:: Input for this task
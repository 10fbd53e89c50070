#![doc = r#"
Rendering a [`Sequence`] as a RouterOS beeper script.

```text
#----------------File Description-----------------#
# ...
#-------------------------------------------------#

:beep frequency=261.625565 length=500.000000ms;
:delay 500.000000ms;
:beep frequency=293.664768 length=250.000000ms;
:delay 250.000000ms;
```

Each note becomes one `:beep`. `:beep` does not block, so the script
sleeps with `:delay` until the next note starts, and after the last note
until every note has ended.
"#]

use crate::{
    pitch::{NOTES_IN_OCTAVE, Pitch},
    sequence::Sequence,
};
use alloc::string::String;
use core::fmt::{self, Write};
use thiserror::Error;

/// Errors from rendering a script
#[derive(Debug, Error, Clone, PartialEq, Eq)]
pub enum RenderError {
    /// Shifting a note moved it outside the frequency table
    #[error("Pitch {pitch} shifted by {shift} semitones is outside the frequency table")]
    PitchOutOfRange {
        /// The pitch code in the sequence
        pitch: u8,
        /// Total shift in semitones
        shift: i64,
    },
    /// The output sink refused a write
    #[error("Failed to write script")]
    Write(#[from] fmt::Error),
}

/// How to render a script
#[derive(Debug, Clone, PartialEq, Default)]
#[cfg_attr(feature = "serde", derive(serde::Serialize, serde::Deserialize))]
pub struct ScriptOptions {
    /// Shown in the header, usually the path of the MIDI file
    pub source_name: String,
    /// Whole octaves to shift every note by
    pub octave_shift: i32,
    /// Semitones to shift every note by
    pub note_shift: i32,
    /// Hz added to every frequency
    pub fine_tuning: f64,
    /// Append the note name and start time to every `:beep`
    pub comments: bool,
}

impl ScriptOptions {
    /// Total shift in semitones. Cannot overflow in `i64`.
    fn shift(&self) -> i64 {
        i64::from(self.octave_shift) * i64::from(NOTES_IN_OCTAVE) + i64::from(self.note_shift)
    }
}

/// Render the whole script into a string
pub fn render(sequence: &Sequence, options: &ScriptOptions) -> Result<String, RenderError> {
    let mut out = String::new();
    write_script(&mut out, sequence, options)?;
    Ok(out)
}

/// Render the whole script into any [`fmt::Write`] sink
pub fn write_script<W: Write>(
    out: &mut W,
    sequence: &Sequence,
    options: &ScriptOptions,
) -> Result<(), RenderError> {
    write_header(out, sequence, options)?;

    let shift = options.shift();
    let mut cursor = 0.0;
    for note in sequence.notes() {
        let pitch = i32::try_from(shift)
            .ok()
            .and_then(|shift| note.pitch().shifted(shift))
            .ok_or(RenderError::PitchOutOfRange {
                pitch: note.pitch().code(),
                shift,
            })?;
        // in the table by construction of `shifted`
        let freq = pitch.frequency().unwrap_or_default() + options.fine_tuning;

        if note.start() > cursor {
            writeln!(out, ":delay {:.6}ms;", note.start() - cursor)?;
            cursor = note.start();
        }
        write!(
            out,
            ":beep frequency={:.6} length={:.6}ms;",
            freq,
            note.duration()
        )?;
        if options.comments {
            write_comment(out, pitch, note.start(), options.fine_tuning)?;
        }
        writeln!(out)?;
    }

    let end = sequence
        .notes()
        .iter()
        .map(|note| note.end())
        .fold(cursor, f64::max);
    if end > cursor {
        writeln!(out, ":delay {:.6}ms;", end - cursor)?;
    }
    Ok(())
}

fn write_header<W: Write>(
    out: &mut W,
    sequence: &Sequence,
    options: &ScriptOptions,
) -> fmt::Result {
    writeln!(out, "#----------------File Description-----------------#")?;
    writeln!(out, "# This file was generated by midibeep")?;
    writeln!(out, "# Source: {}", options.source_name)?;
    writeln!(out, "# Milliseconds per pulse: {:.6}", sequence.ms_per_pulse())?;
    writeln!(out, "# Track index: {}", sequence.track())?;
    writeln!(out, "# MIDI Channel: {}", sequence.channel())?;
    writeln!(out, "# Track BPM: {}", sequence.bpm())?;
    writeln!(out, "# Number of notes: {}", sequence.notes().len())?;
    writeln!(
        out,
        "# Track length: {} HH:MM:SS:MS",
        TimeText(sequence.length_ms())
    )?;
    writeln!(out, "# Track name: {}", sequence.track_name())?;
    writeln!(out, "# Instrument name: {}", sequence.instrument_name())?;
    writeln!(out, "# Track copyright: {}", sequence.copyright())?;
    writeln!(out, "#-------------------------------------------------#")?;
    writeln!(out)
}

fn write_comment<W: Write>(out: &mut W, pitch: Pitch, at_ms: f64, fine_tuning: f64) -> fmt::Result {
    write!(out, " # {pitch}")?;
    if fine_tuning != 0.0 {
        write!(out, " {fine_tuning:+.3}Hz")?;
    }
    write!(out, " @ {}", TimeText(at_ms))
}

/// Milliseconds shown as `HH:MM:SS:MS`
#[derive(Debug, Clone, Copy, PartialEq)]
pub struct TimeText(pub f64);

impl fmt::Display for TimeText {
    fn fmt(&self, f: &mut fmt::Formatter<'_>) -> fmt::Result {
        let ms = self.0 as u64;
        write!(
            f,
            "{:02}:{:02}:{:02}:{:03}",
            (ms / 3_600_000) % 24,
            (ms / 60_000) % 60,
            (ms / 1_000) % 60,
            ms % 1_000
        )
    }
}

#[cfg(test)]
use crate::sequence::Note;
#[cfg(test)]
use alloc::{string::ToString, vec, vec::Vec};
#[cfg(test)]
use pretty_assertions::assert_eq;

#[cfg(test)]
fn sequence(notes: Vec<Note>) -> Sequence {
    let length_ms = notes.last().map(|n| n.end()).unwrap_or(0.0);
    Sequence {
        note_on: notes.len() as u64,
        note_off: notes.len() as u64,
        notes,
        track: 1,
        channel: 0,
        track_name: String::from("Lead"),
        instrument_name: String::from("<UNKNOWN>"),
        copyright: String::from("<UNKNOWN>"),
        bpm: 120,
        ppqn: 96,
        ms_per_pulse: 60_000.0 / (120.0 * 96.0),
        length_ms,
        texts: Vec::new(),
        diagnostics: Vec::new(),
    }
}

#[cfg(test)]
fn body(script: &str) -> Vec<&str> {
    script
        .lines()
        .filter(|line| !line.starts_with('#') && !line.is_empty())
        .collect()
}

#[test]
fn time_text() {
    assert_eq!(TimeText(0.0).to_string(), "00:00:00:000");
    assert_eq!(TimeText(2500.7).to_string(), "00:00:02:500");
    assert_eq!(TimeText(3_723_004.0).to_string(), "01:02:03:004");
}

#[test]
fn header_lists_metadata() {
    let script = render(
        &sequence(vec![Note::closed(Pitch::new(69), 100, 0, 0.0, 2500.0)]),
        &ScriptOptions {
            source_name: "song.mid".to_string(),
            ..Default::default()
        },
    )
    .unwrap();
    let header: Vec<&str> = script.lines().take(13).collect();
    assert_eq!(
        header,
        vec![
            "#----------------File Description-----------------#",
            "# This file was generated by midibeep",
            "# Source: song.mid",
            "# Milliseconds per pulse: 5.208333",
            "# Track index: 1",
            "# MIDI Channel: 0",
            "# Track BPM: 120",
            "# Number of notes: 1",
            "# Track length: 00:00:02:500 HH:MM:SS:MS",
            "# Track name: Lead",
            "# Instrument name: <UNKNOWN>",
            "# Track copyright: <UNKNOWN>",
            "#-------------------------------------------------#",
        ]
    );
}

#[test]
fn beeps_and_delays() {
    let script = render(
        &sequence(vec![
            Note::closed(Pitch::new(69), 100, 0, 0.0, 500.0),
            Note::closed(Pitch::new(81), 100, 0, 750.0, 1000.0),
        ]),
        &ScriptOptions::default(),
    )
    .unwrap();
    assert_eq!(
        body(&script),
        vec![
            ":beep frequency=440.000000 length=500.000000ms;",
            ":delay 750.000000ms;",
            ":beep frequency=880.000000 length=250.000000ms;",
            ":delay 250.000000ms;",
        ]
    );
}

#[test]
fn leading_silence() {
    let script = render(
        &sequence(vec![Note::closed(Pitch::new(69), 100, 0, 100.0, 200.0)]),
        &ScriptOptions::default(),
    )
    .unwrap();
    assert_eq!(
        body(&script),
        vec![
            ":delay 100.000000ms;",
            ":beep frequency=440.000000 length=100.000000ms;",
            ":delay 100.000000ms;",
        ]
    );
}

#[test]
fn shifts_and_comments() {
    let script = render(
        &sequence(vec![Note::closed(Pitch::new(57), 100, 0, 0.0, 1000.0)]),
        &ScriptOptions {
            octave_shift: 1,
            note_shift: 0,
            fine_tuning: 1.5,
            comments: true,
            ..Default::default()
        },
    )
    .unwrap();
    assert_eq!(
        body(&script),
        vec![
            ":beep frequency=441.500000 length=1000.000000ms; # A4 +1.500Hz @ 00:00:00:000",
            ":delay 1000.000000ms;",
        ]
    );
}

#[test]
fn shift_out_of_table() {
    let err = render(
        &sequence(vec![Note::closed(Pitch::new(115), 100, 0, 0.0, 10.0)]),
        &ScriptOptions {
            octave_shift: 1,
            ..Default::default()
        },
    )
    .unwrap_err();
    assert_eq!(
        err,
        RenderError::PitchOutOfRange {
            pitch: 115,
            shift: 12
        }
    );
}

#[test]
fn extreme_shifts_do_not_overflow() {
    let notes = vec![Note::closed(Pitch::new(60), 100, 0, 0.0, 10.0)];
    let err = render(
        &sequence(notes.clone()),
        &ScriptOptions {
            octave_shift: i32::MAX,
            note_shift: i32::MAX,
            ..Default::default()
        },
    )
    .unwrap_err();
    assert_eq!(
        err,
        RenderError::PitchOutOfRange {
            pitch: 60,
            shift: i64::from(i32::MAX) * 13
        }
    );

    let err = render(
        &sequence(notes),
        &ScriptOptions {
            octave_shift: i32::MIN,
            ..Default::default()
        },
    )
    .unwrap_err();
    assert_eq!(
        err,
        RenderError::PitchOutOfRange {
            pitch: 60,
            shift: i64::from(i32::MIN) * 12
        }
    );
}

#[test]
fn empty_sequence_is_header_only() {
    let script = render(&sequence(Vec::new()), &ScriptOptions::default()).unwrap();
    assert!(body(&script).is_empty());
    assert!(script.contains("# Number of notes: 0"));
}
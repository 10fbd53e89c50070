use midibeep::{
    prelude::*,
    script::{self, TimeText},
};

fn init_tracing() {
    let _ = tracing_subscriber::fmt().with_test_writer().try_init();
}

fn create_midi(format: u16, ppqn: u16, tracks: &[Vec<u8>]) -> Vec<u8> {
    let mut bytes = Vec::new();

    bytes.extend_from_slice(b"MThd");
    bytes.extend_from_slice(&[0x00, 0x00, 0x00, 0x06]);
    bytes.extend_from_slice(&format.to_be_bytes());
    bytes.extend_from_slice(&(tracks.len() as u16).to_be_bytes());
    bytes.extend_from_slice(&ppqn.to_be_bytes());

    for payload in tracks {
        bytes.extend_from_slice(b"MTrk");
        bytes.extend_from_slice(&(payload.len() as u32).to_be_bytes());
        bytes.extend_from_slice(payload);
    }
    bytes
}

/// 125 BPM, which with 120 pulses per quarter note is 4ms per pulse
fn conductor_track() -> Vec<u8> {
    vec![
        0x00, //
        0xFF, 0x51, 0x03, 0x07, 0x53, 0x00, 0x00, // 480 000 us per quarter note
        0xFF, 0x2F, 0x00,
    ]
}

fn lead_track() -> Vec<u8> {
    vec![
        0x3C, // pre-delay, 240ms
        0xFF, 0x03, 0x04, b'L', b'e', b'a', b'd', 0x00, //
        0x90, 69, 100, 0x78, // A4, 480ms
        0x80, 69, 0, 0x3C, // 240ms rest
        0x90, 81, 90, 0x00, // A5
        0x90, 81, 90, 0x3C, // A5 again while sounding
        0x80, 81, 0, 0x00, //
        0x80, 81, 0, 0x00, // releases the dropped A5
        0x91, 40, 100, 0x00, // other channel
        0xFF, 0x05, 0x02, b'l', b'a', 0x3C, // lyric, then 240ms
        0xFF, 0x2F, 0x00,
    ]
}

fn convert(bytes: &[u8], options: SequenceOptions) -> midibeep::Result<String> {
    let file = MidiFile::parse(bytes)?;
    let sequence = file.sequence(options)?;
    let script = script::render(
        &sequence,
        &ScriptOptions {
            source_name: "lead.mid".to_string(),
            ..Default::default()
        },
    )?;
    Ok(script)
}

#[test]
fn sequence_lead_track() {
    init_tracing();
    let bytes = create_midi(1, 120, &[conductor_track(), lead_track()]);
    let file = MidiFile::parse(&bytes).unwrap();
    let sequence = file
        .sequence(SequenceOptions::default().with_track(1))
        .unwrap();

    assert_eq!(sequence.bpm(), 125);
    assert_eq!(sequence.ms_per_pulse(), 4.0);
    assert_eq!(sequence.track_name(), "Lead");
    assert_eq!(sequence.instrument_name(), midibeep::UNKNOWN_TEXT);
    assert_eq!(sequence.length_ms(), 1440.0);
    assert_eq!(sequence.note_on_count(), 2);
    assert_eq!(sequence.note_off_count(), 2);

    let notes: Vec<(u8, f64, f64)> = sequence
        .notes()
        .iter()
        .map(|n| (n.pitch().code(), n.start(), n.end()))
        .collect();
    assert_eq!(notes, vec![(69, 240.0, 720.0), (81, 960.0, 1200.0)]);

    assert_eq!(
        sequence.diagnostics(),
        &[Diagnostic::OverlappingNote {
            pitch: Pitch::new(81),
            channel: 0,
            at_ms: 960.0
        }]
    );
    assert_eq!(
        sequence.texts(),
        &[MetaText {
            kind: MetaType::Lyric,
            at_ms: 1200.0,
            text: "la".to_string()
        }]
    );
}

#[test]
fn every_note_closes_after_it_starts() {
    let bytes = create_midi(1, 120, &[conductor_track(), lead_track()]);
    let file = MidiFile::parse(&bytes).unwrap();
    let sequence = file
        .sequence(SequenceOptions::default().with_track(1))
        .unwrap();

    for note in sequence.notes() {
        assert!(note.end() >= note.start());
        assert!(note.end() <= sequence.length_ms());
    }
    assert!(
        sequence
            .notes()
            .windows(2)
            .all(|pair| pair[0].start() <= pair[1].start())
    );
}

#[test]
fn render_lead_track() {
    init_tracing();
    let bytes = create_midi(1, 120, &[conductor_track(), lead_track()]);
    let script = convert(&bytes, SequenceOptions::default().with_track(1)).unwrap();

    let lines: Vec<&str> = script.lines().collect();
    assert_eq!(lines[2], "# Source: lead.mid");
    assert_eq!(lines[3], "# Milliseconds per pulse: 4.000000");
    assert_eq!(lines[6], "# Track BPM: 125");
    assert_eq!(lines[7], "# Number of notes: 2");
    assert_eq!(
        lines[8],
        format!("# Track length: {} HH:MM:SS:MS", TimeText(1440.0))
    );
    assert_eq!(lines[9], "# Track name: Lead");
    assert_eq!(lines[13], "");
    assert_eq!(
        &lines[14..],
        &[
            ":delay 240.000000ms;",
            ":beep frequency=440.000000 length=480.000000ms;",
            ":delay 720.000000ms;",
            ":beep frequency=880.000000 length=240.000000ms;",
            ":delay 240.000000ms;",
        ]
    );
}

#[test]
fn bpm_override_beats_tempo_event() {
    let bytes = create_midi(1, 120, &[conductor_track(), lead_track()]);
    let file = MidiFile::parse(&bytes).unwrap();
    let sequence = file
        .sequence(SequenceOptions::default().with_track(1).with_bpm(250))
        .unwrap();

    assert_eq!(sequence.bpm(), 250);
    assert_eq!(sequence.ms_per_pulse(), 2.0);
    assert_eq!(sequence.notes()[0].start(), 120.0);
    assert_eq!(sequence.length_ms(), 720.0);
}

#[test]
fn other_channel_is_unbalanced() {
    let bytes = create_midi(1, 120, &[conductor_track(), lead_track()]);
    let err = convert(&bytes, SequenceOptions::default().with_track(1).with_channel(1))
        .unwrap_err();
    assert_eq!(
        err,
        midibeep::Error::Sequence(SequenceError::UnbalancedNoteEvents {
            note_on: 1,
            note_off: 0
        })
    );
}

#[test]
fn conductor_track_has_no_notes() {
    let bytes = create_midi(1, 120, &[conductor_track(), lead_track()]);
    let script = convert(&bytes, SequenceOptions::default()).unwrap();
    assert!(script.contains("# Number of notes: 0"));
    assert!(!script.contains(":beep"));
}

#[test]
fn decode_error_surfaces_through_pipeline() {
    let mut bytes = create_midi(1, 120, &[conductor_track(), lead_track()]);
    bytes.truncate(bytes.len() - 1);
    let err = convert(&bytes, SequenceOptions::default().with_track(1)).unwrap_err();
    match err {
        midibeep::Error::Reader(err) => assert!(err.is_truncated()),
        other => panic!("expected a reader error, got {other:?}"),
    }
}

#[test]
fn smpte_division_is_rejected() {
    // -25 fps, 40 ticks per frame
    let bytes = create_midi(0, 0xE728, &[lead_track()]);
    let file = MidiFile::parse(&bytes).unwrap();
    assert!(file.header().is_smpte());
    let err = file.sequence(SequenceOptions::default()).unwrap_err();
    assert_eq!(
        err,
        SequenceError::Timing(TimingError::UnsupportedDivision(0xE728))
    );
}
::::
Tally the lines above that contain the string "index". Respond with the total alone.

_Expected answer_
2